We present a novel technique for visualizing the embedding distributions using a large-scale pre-trained latent diffusion model.
- Score: 69.50316788263433
- License: http://creativecommons.org/licenses/by/4.0/
- Abstract: Large-scale vision-language models (VLMs) like CLIP successfully find
correspondences between images and text. Through the standard deterministic
mapping process, an image or a text sample is mapped to a single vector in the
embedding space. This is problematic: as multiple samples (images or text) can
abstract the same concept in the physical world, deterministic embeddings do
not reflect the inherent ambiguity in the embedding space. We propose ProbVLM,
a probabilistic adapter that estimates probability distributions for the
embeddings of pre-trained VLMs via inter/intra-modal alignment in a post-hoc
manner without needing large-scale datasets or computing. On four challenging
datasets, i.e., COCO, Flickr, CUB, and Oxford-flowers, we estimate the
multi-modal embedding uncertainties for two VLMs, i.e., CLIP and BLIP, quantify
the calibration of embedding uncertainties in retrieval tasks and show that
ProbVLM outperforms other methods.

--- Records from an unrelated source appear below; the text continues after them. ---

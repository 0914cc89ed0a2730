use crate::error::PlanError;
use crate::plan::{PlanSnapshot, RoomPlan};
use crate::shape::RoomShape;
use crate::side::SideKey;

/// A reversible edit for the undo/redo system.
pub trait Command: std::fmt::Debug + Send {
    /// Apply the edit. A rejected edit must leave the plan untouched.
    fn execute(&mut self, plan: &mut RoomPlan) -> Result<(), PlanError>;
    /// Reverse a previously successful `execute`.
    fn undo(&mut self, plan: &mut RoomPlan);
    /// Human-readable description for the undo/redo history.
    fn description(&self) -> &str;
}

// ══════════════════════════════════════════════════════════════════════
// Concrete Commands
// ══════════════════════════════════════════════════════════════════════

/// Override the length of one side.
#[derive(Debug)]
pub struct ChangeSideLengthCommand {
    pub index: usize,
    pub length: u32,
    /// Previous length and segment list (set on execute).
    previous: Option<(u32, Option<Vec<u32>>)>,
}

impl ChangeSideLengthCommand {
    pub fn new(index: usize, length: u32) -> Self {
        Self {
            index,
            length,
            previous: None,
        }
    }
}

impl Command for ChangeSideLengthCommand {
    fn execute(&mut self, plan: &mut RoomPlan) -> Result<(), PlanError> {
        let old_length = plan
            .sides
            .get(self.index)
            .copied()
            .ok_or(PlanError::SideIndexOutOfRange(self.index))?;
        let old_segments = plan.segments.get(&SideKey::from_index(self.index)).cloned();
        plan.change_side_length(self.index, self.length)?;
        self.previous = Some((old_length, old_segments));
        Ok(())
    }

    fn undo(&mut self, plan: &mut RoomPlan) {
        let Some((length, segments)) = self.previous.take() else {
            return;
        };
        let key = SideKey::from_index(self.index);
        if let Some(slot) = plan.sides.get_mut(self.index) {
            *slot = length;
        }
        match segments {
            Some(list) => plan.segments.insert(key, list),
            None => plan.segments.remove(&key),
        };
    }

    fn description(&self) -> &str {
        "Change side length"
    }
}

/// Set one segment's length.
#[derive(Debug)]
pub struct ChangeSegmentCommand {
    pub side: SideKey,
    pub index: usize,
    pub value: u32,
    previous: Option<u32>,
}

impl ChangeSegmentCommand {
    pub fn new(side: SideKey, index: usize, value: u32) -> Self {
        Self {
            side,
            index,
            value,
            previous: None,
        }
    }
}

impl Command for ChangeSegmentCommand {
    fn execute(&mut self, plan: &mut RoomPlan) -> Result<(), PlanError> {
        self.previous = Some(plan.change_segment(self.side, self.index, self.value)?);
        Ok(())
    }

    fn undo(&mut self, plan: &mut RoomPlan) {
        if let Some(value) = self.previous.take() {
            if let Some(slot) = plan
                .segments
                .get_mut(&self.side)
                .and_then(|list| list.get_mut(self.index))
            {
                *slot = value;
            }
        }
    }

    fn description(&self) -> &str {
        "Change segment"
    }
}

/// Append a segment to a side.
#[derive(Debug)]
pub struct AddSegmentCommand {
    pub side: SideKey,
    added: bool,
}

impl AddSegmentCommand {
    pub fn new(side: SideKey) -> Self {
        Self { side, added: false }
    }
}

impl Command for AddSegmentCommand {
    fn execute(&mut self, plan: &mut RoomPlan) -> Result<(), PlanError> {
        plan.add_segment(self.side)?;
        self.added = true;
        Ok(())
    }

    fn undo(&mut self, plan: &mut RoomPlan) {
        if self.added {
            if let Some(list) = plan.segments.get_mut(&self.side) {
                list.pop();
            }
            self.added = false;
        }
    }

    fn description(&self) -> &str {
        "Add segment"
    }
}

/// Remove a segment by position.
#[derive(Debug)]
pub struct RemoveSegmentCommand {
    pub side: SideKey,
    pub index: usize,
    /// The removed length (saved for undo).
    removed: Option<u32>,
}

impl RemoveSegmentCommand {
    pub fn new(side: SideKey, index: usize) -> Self {
        Self {
            side,
            index,
            removed: None,
        }
    }
}

impl Command for RemoveSegmentCommand {
    fn execute(&mut self, plan: &mut RoomPlan) -> Result<(), PlanError> {
        self.removed = Some(plan.remove_segment(self.side, self.index)?);
        Ok(())
    }

    fn undo(&mut self, plan: &mut RoomPlan) {
        if let Some(value) = self.removed.take() {
            let list = plan.segments.entry(self.side).or_default();
            // Re-insert at the original index
            if self.index <= list.len() {
                list.insert(self.index, value);
            } else {
                list.push(value);
            }
        }
    }

    fn description(&self) -> &str {
        "Remove segment"
    }
}

/// Switch the room shape (may re-derive sides).
#[derive(Debug)]
pub struct SetShapeCommand {
    pub shape: RoomShape,
    previous: Option<PlanSnapshot>,
}

impl SetShapeCommand {
    pub fn new(shape: RoomShape) -> Self {
        Self {
            shape,
            previous: None,
        }
    }
}

impl Command for SetShapeCommand {
    fn execute(&mut self, plan: &mut RoomPlan) -> Result<(), PlanError> {
        let snapshot = plan.snapshot();
        plan.set_shape(self.shape)?;
        self.previous = Some(snapshot);
        Ok(())
    }

    fn undo(&mut self, plan: &mut RoomPlan) {
        if let Some(snapshot) = self.previous.take() {
            plan.restore(snapshot);
        }
    }

    fn description(&self) -> &str {
        "Change room shape"
    }
}

/// Change the total room size.
#[derive(Debug)]
pub struct SetRoomSizeCommand {
    pub room_size: u32,
    previous: Option<u32>,
}

impl SetRoomSizeCommand {
    pub fn new(room_size: u32) -> Self {
        Self {
            room_size,
            previous: None,
        }
    }
}

impl Command for SetRoomSizeCommand {
    fn execute(&mut self, plan: &mut RoomPlan) -> Result<(), PlanError> {
        let old = plan.room_size;
        plan.set_room_size(self.room_size)?;
        self.previous = Some(old);
        Ok(())
    }

    fn undo(&mut self, plan: &mut RoomPlan) {
        if let Some(size) = self.previous.take() {
            plan.room_size = size;
        }
    }

    fn description(&self) -> &str {
        "Change room size"
    }
}

/// Redistribute sides and segments from the current shape and size.
#[derive(Debug, Default)]
pub struct ResetSidesCommand {
    previous: Option<PlanSnapshot>,
}

impl ResetSidesCommand {
    pub fn new() -> Self {
        Self::default()
    }
}

impl Command for ResetSidesCommand {
    fn execute(&mut self, plan: &mut RoomPlan) -> Result<(), PlanError> {
        let snapshot = plan.snapshot();
        plan.reset_sides()?;
        self.previous = Some(snapshot);
        Ok(())
    }

    fn undo(&mut self, plan: &mut RoomPlan) {
        if let Some(snapshot) = self.previous.take() {
            plan.restore(snapshot);
        }
    }

    fn description(&self) -> &str {
        "Reset sides"
    }
}

/// Manages the undo/redo history stack.
#[derive(Debug, Default)]
pub struct CommandHistory {
    undo_stack: Vec<Box<dyn Command>>,
    redo_stack: Vec<Box<dyn Command>>,
}

impl CommandHistory {
    pub fn new() -> Self {
        Self {
            undo_stack: Vec::new(),
            redo_stack: Vec::new(),
        }
    }

    /// Record an executed command. A new edit clears the redo stack.
    pub fn record(&mut self, command: Box<dyn Command>) {
        self.undo_stack.push(command);
        self.redo_stack.clear();
    }

    pub(crate) fn pop_undo(&mut self) -> Option<Box<dyn Command>> {
        self.undo_stack.pop()
    }

    pub(crate) fn pop_redo(&mut self) -> Option<Box<dyn Command>> {
        self.redo_stack.pop()
    }

    pub(crate) fn push_undo(&mut self, command: Box<dyn Command>) {
        self.undo_stack.push(command);
    }

    pub(crate) fn push_redo(&mut self, command: Box<dyn Command>) {
        self.redo_stack.push(command);
    }

    pub fn can_undo(&self) -> bool {
        !self.undo_stack.is_empty()
    }

    pub fn can_redo(&self) -> bool {
        !self.redo_stack.is_empty()
    }

    pub fn undo_description(&self) -> Option<&str> {
        self.undo_stack.last().map(|c| c.description())
    }

    pub fn redo_description(&self) -> Option<&str> {
        self.redo_stack.last().map(|c| c.description())
    }

    pub fn clear(&mut self) {
        self.undo_stack.clear();
        self.redo_stack.clear();
    }
}

#[cfg(test)]
mod tests {
    use super::*;

    #[test]
    fn test_undo_redo_segment_edits() {
        let mut plan = RoomPlan::new(RoomShape::L, 12).unwrap();
        let side1 = SideKey::new(1);

        plan.execute(Box::new(RemoveSegmentCommand::new(side1, 0))).unwrap();
        plan.execute(Box::new(ChangeSegmentCommand::new(side1, 0, 2))).unwrap();
        assert_eq!(plan.segments()[&side1], vec![2]);
        assert_eq!(plan.history().undo_description(), Some("Change segment"));

        assert!(plan.undo());
        assert_eq!(plan.segments()[&side1], vec![3]);
        assert!(plan.undo());
        assert_eq!(plan.segments()[&side1], vec![2, 3]);
        assert!(!plan.undo());

        assert!(plan.redo());
        assert_eq!(plan.segments()[&side1], vec![3]);
        assert!(plan.can_redo());
    }

    #[test]
    fn test_rejected_command_not_recorded() {
        let mut plan = RoomPlan::new(RoomShape::L, 12).unwrap();
        let result = plan.execute(Box::new(ChangeSegmentCommand::new(SideKey::new(1), 0, 4)));
        assert!(result.is_err());
        assert!(!plan.can_undo());

        let result = plan.execute(Box::new(AddSegmentCommand::new(SideKey::new(1))));
        assert!(matches!(result, Err(PlanError::SideFull { .. })));
        assert!(!plan.can_undo());
    }

    #[test]
    fn test_new_edit_clears_redo() {
        let mut plan = RoomPlan::new(RoomShape::Straight, 10).unwrap();
        let side1 = SideKey::new(1);
        plan.execute(Box::new(RemoveSegmentCommand::new(side1, 1))).unwrap();
        plan.undo();
        assert!(plan.can_redo());
        plan.execute(Box::new(AddSegmentCommand::new(side1))).unwrap_err();
        assert!(plan.can_redo());
        plan.execute(Box::new(ChangeSegmentCommand::new(side1, 0, 4))).unwrap_err();
        plan.execute(Box::new(ChangeSideLengthCommand::new(0, 12))).unwrap();
        assert!(!plan.can_redo());
    }

    #[test]
    fn test_undo_side_length_restores_segments() {
        let mut plan = RoomPlan::new(RoomShape::L, 12).unwrap();
        plan.execute(Box::new(ChangeSideLengthCommand::new(1, 3))).unwrap();
        assert_eq!(plan.segments()[&SideKey::new(2)], vec![3]);
        plan.undo();
        assert_eq!(plan.sides(), &[5, 5]);
        assert_eq!(plan.segments()[&SideKey::new(2)], vec![2, 3]);
    }

    #[test]
    fn test_undo_shape_change_and_resize() {
        let mut plan = RoomPlan::new(RoomShape::L, 12).unwrap();
        plan.execute(Box::new(SetShapeCommand::new(RoomShape::Straight))).unwrap();
        assert_eq!(plan.sides(), &[12]);
        plan.execute(Box::new(SetRoomSizeCommand::new(14))).unwrap();
        plan.execute(Box::new(ResetSidesCommand::new())).unwrap();
        assert_eq!(plan.sides(), &[14]);

        plan.undo();
        assert_eq!(plan.sides(), &[12]);
        plan.undo();
        assert_eq!(plan.room_size(), 12);
        plan.undo();
        assert_eq!(plan.shape(), RoomShape::L);
        assert_eq!(plan.sides(), &[5, 5]);
        assert_eq!(plan.segments()[&SideKey::new(2)], vec![2, 3]);
    }
}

Furthermore, we propose active learning and
model selection as two real-world downstream tasks for VLMs and show that the
estimated uncertainty aids both tasks. Lastly, we present a novel technique for
visualizing the embedding distributions using a large-scale pre-trained latent
diffusion model. Code is available at https://github.com/ExplainableML/ProbVLM.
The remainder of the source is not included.